CVE-2010-0734

Name of the Vulnerable Software and Affected Versions libcurl versions 7.10.5 through 7.19.7 libcurl versions prior to 7.24.0

Description The issue affects libcurl, potentially leading to disruption of confidentiality, integrity, and availability of protected information. Exploitation can occur remotely. Specifically, in libcurl 7.10.5 through 7.19.7, when zlib is enabled, the content encoding.c file does not properly restrict the amount of callback data sent to an application that requests automatic decompression. This might allow remote attackers to cause a denial of service or have unspecified other impact by sending crafted compressed data.
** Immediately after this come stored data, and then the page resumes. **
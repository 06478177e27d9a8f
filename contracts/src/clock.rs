//! # Ledger Clock
//!
//! The vault never reads the wall clock directly. Time is whatever the host
//! says it is at the instant an operation executes, and in the in-memory
//! host that is a [`LedgerClock`] which only moves when told to.

use chrono::{DateTime, Duration, Utc};
use serde::{Deserialize, Serialize};

/// A manually advanced ledger timestamp.
#[derive(Debug, Clone, Copy, PartialEq, Eq, Serialize, Deserialize)]
pub struct LedgerClock {
    now: DateTime<Utc>,
}

impl LedgerClock {
    /// Starts the clock at `genesis`.
    pub fn new(genesis: DateTime<Utc>) -> Self {
        Self { now: genesis }
    }

    /// Starts the clock at the current wall-clock time.
    pub fn starting_now() -> Self {
        Self::new(Utc::now())
    }

    /// Current ledger time.
    pub fn now(&self) -> DateTime<Utc> {
        self.now
    }

    /// Moves time forward by `secs` seconds, saturating at the largest
    /// representable instant.
    pub fn advance(&mut self, secs: u64) {
        let step = i64::try_from(secs)
            .ok()
            .and_then(Duration::try_seconds)
            .and_then(|d| self.now.checked_add_signed(d));
        self.now = step.unwrap_or(DateTime::<Utc>::MAX_UTC);
    }

    /// Jumps to `instant`. Earlier instants are ignored: ledger time never
    /// runs backwards.
    pub fn set(&mut self, instant: DateTime<Utc>) {
        if instant > self.now {
            self.now = instant;
        }
    }
}

impl Default for LedgerClock {
    fn default() -> Self {
        Self::starting_now()
    }
}
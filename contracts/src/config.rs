//! # Vault Configuration & Constants
//!
//! Every limit the vault enforces lives here. Changing one of these after a
//! vault has been funded does not affect that vault: the effective limits are
//! copied into its [`VaultConfig`] at deployment.

use serde::{Deserialize, Serialize};

// ---------------------------------------------------------------------------
// Identity
// ---------------------------------------------------------------------------

/// Length of an [`Address`](crate::address::Address) in bytes.
pub const ADDRESS_LENGTH: usize = 20;

/// Prefix of the textual address form.
pub const ADDRESS_PREFIX: &str = "0x";

// ---------------------------------------------------------------------------
// Vesting Limits
// ---------------------------------------------------------------------------

/// Seconds in a (non-leap) year.
pub const SECONDS_PER_YEAR: u64 = 365 * 24 * 60 * 60;

/// Longest lock a vault accepts. A hundred years is well past any real
/// vesting schedule and keeps the unlock instant far away from the edge of
/// what `chrono` can represent.
pub const MAX_VESTING_DURATION_SECS: u64 = 100 * SECONDS_PER_YEAR;

// ---------------------------------------------------------------------------
// Denominations
// ---------------------------------------------------------------------------

/// Decimal places of the native currency (wei-style smallest units).
pub const NATIVE_DECIMALS: u8 = 18;

/// Decimal places assumed for a fungible token when none is given.
pub const DEFAULT_TOKEN_DECIMALS: u8 = 18;

// ---------------------------------------------------------------------------
// Per-vault configuration
// ---------------------------------------------------------------------------

/// Limits captured by a vault when it is deployed.
#[derive(Debug, Clone, Copy, PartialEq, Eq, Serialize, Deserialize)]
pub struct VaultConfig {
    /// Upper bound (inclusive) on the vesting duration accepted by `fund`.
    pub max_vesting_duration_secs: u64,
}

impl Default for VaultConfig {
    fn default() -> Self {
        Self {
            max_vesting_duration_secs: MAX_VESTING_DURATION_SECS,
        }
    }
}
// ---------------------------------------------------------------------------
// Errors
// ---------------------------------------------------------------------------

/// Errors that can occur during vault operations.
///
/// Every variant is a distinct, caller-visible reason. A failed operation
/// never changes vault or ledger state.
#[derive(Debug, Clone, PartialEq, Eq, Error)]
pub enum VaultError {
    /// The caller is not allowed to perform this operation.
    #[error("unauthorized: {caller} may not {operation}, only the {required} can")]
    Unauthorized {
        /// Operation that was attempted.
        operation: Operation,
        /// The identity that attempted it.
        caller: Address,
        /// The role the operation is restricted to.
        required: Role,
    },

    /// The beneficiary given at deployment is unusable.
    #[error("invalid beneficiary: {0}")]
    InvalidBeneficiary(Address),

    /// Vesting duration is zero, above the configured maximum, or pushes the
    /// unlock instant past what the clock can represent.
    #[error("invalid vesting duration: {secs}s")]
    InvalidDuration {
        /// Requested duration in seconds.
        secs: u64,
    },

    /// The asset address does not resolve to a token ledger.
    #[error("invalid asset: {0} is not a token ledger")]
    InvalidAsset(Address),

    /// `withdraw` before `fund`.
    #[error("vault not funded yet")]
    NotFunded,

    /// `fund` on a vault that has already been funded.
    #[error("vault already funded")]
    AlreadyFunded,

    /// The vested funds have already been released.
    #[error("vested tokens already redeemed")]
    AlreadyWithdrawn,

    /// The owner cancelled vesting.
    #[error("owner cancelled vesting")]
    Blacklisted,

    /// The vesting duration has not elapsed.
    #[error("vesting duration not completed: unlocks at {unlock_at}")]
    NotYetUnlocked {
        /// Instant at which withdrawal becomes possible.
        unlock_at: DateTime<Utc>,
    },

    /// The asset ledger refused a transfer.
    #[error("asset transfer failed: {0}")]
    AssetTransferFailed(#[source] LedgerError),

    /// Native value could not be moved.
    #[error("value transfer failed: {0}")]
    ValueTransferFailed(#[source] LedgerError),
}
/// Replays `scenario` on a fresh chain.
///
/// Step failures are recorded in the report, not returned; `Err` means the
/// scenario itself could not be set up.
pub fn run(scenario: &Scenario) -> Result<Report> {
    let mut chain = match scenario.genesis {
        Some(genesis) => InMemoryChain::new(genesis),
        None => InMemoryChain::with_clock(Default::default()),
    };

    let owner = Address::from_label(OWNER);
    let beneficiary = match scenario.beneficiary.as_str() {
        VAULT | TOKEN => anyhow::bail!(
            "beneficiary may not be named {:?}: the name is reserved",
            scenario.beneficiary
        ),
        name => Address::from_label(name),
    };

    let def = &scenario.token;
    let token = chain.deploy_token(&owner, &def.name, &def.symbol, def.decimals, def.supply);
    let address = chain.next_contract_address(&owner);
    let vault = VestingVault::deploy(address, owner, beneficiary).context("failed to deploy vault")?;

    let mut runner = Runner {
        chain,
        vault,
        token,
        owner,
    };

    for (name, amount) in &scenario.native {
        let holder = runner.resolve(name);
        runner
            .chain
            .mint_native(&holder, *amount)
            .with_context(|| format!("failed to allocate native value to {name}"))?;
    }

    let mut steps = Vec::with_capacity(scenario.steps.len());
    for (index, step) in scenario.steps.iter().enumerate() {
        let (caller, result) = runner.execute(step);

        let actual = match &result {
            Ok(_) => EXPECT_OK,
            Err(err) => err.kind(),
        };
        let expectation_met = step.expect.as_deref().map_or(true, |e| e == actual);
        if !expectation_met {
            warn!(
                index,
                action = step.action.name(),
                expected = step.expect.as_deref().unwrap_or_default(),
                actual,
                "step expectation not met"
            );
        }

        let (event, error, message) = match result {
            Ok(event) => (event, None, None),
            Err(err) => (None, Some(err.kind().to_string()), Some(err.message())),
        };

        steps.push(StepOutcome {
            index,
            action: step.action.name(),
            caller,
            ok: error.is_none(),
            error,
            message,
            event,
            expected: step.expect.clone(),
            expectation_met,
        });
    }

    let mut balances = BTreeMap::new();
    balances.insert(OWNER.to_string(), runner.balances(&owner));
    balances.insert(scenario.beneficiary.clone(), runner.balances(&beneficiary));
    balances.insert(VAULT.to_string(), runner.balances(&runner.vault.address()));

    let passed = steps.iter().all(|s| s.expectation_met);
    info!(steps = steps.len(), passed, "scenario finished");

    Ok(Report {
        passed,
        steps,
        vault: VaultView::from(&runner.vault),
        balances,
        denominations: runner.denominations(),
        finished_at: runner.chain.clock().now(),
    })
}
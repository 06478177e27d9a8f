//! # Fungible Asset Ledger
//!
//! [`AssetLedger`] is the token interface the vault pulls escrow through and
//! pays it out of. The caller of every mutating method is passed in
//! explicitly: the host decides who is calling, the ledger only checks that
//! the caller is entitled to move the funds.
//!
//! [`Erc20Ledger`] is a fixed-supply token held in memory. The whole supply
//! is minted to the issuer at construction; after that value only moves
//! between accounts.
//!
//! ## Authorization
//!
//! - `transfer` debits the caller.
//! - `transfer_from` debits `from` and consumes `from`'s allowance for the
//!   calling spender. Allowances are set with [`Erc20Ledger::approve`] and
//!   use overwrite semantics.

use std::collections::HashMap;

use serde::{Deserialize, Serialize};
use tracing::debug;

use super::LedgerError;
use crate::address::Address;

/// A fungible token ledger as seen by the vault.
pub trait AssetLedger {
    /// Ticker symbol of the token.
    fn symbol(&self) -> &str;

    /// Decimal places of the smallest unit.
    fn decimals(&self) -> u8;

    /// Total units in existence.
    fn total_supply(&self) -> u128;

    /// Units held by `holder`.
    fn balance_of(&self, holder: &Address) -> u128;

    /// Units `spender` may still move out of `owner`'s balance.
    fn allowance(&self, owner: &Address, spender: &Address) -> u128;

    /// Moves `amount` from `caller` to `to`.
    fn transfer(&mut self, caller: &Address, to: &Address, amount: u128)
        -> Result<(), LedgerError>;

    /// Moves `amount` from `from` to `to` on behalf of `spender`, consuming
    /// allowance.
    fn transfer_from(
        &mut self,
        spender: &Address,
        from: &Address,
        to: &Address,
        amount: u128,
    ) -> Result<(), LedgerError>;
}

/// In-memory fixed-supply token.
#[derive(Debug, Clone, PartialEq, Eq, Serialize, Deserialize)]
pub struct Erc20Ledger {
    name: String,
    symbol: String,
    decimals: u8,
    total_supply: u128,
    balances: HashMap<Address, u128>,
    /// `owner -> (spender -> remaining allowance)`.
    allowances: HashMap<Address, HashMap<Address, u128>>,
}

impl Erc20Ledger {
    /// Creates a token and mints `initial_supply` to `issuer`.
    pub fn new(
        name: impl Into<String>,
        symbol: impl Into<String>,
        decimals: u8,
        issuer: Address,
        initial_supply: u128,
    ) -> Self {
        let mut balances = HashMap::new();
        if initial_supply > 0 {
            balances.insert(issuer, initial_supply);
        }
        Self {
            name: name.into(),
            symbol: symbol.into().to_uppercase(),
            decimals,
            total_supply: initial_supply,
            balances,
            allowances: HashMap::new(),
        }
    }

    /// Human-readable token name.
    pub fn name(&self) -> &str {
        &self.name
    }

    /// Authorizes `spender` to move up to `amount` of `owner`'s balance.
    ///
    /// Replaces any previous allowance for the pair.
    ///
    /// # Errors
    ///
    /// Returns [`LedgerError::ZeroAddress`] if either party is the zero address.
    pub fn approve(
        &mut self,
        owner: &Address,
        spender: &Address,
        amount: u128,
    ) -> Result<(), LedgerError> {
        if owner.is_zero() || spender.is_zero() {
            return Err(LedgerError::ZeroAddress);
        }
        self.allowances
            .entry(*owner)
            .or_default()
            .insert(*spender, amount);
        debug!(token = %self.symbol, %owner, %spender, amount, "allowance set");
        Ok(())
    }

    fn move_balance(
        &mut self,
        from: &Address,
        to: &Address,
        amount: u128,
    ) -> Result<(), LedgerError> {
        if from.is_zero() || to.is_zero() {
            return Err(LedgerError::ZeroAddress);
        }

        let balance = self.balance_of(from);
        if balance < amount {
            return Err(LedgerError::InsufficientBalance {
                holder: *from,
                balance,
                requested: amount,
            });
        }

        // Self-transfers leave balances untouched.
        if from == to {
            return Ok(());
        }

        let credited = self
            .balance_of(to)
            .checked_add(amount)
            .ok_or(LedgerError::Overflow)?;

        self.balances.insert(*from, balance - amount);
        self.balances.insert(*to, credited);

        debug!(token = %self.symbol, %from, %to, amount, "token transfer");
        Ok(())
    }
}

impl AssetLedger for Erc20Ledger {
    fn symbol(&self) -> &str {
        &self.symbol
    }

    fn decimals(&self) -> u8 {
        self.decimals
    }

    fn total_supply(&self) -> u128 {
        self.total_supply
    }

    fn balance_of(&self, holder: &Address) -> u128 {
        self.balances.get(holder).copied().unwrap_or(0)
    }

    fn allowance(&self, owner: &Address, spender: &Address) -> u128 {
        self.allowances
            .get(owner)
            .and_then(|spenders| spenders.get(spender))
            .copied()
            .unwrap_or(0)
    }

    fn transfer(
        &mut self,
        caller: &Address,
        to: &Address,
        amount: u128,
    ) -> Result<(), LedgerError> {
        self.move_balance(caller, to, amount)
    }

    fn transfer_from(
        &mut self,
        spender: &Address,
        from: &Address,
        to: &Address,
        amount: u128,
    ) -> Result<(), LedgerError> {
        let allowance = self.allowance(from, spender);
        if allowance < amount {
            return Err(LedgerError::InsufficientAllowance {
                owner: *from,
                spender: *spender,
                allowance,
                requested: amount,
            });
        }

        self.move_balance(from, to, amount)?;

        if let Some(spenders) = self.allowances.get_mut(from) {
            spenders.insert(*spender, allowance - amount);
        }
        Ok(())
    }
}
The problem arises when libcurl hands over downloaded data to the application using a callback function, which can receive data up to 64K in size when automatic decompression is enabled, exceeding the documented maximum size of CURL MAX WRITE SIZE (16K). This could lead to a buffer overflow vulnerability in applications that blindly trust libcurl's max limit for a fixed buffer size.

Recommendations For libcurl versions 7.10.5 through 7.19.7, consider disabling automatic decompression until a patch is available. For libcurl versions prior to 7.24.0, update to version 7.24.0 or later to resolve the issue. As a temporary workaround, consider restricting the use of the content encoding.c function in zlib-enabled builds of libcurl until a patch is available.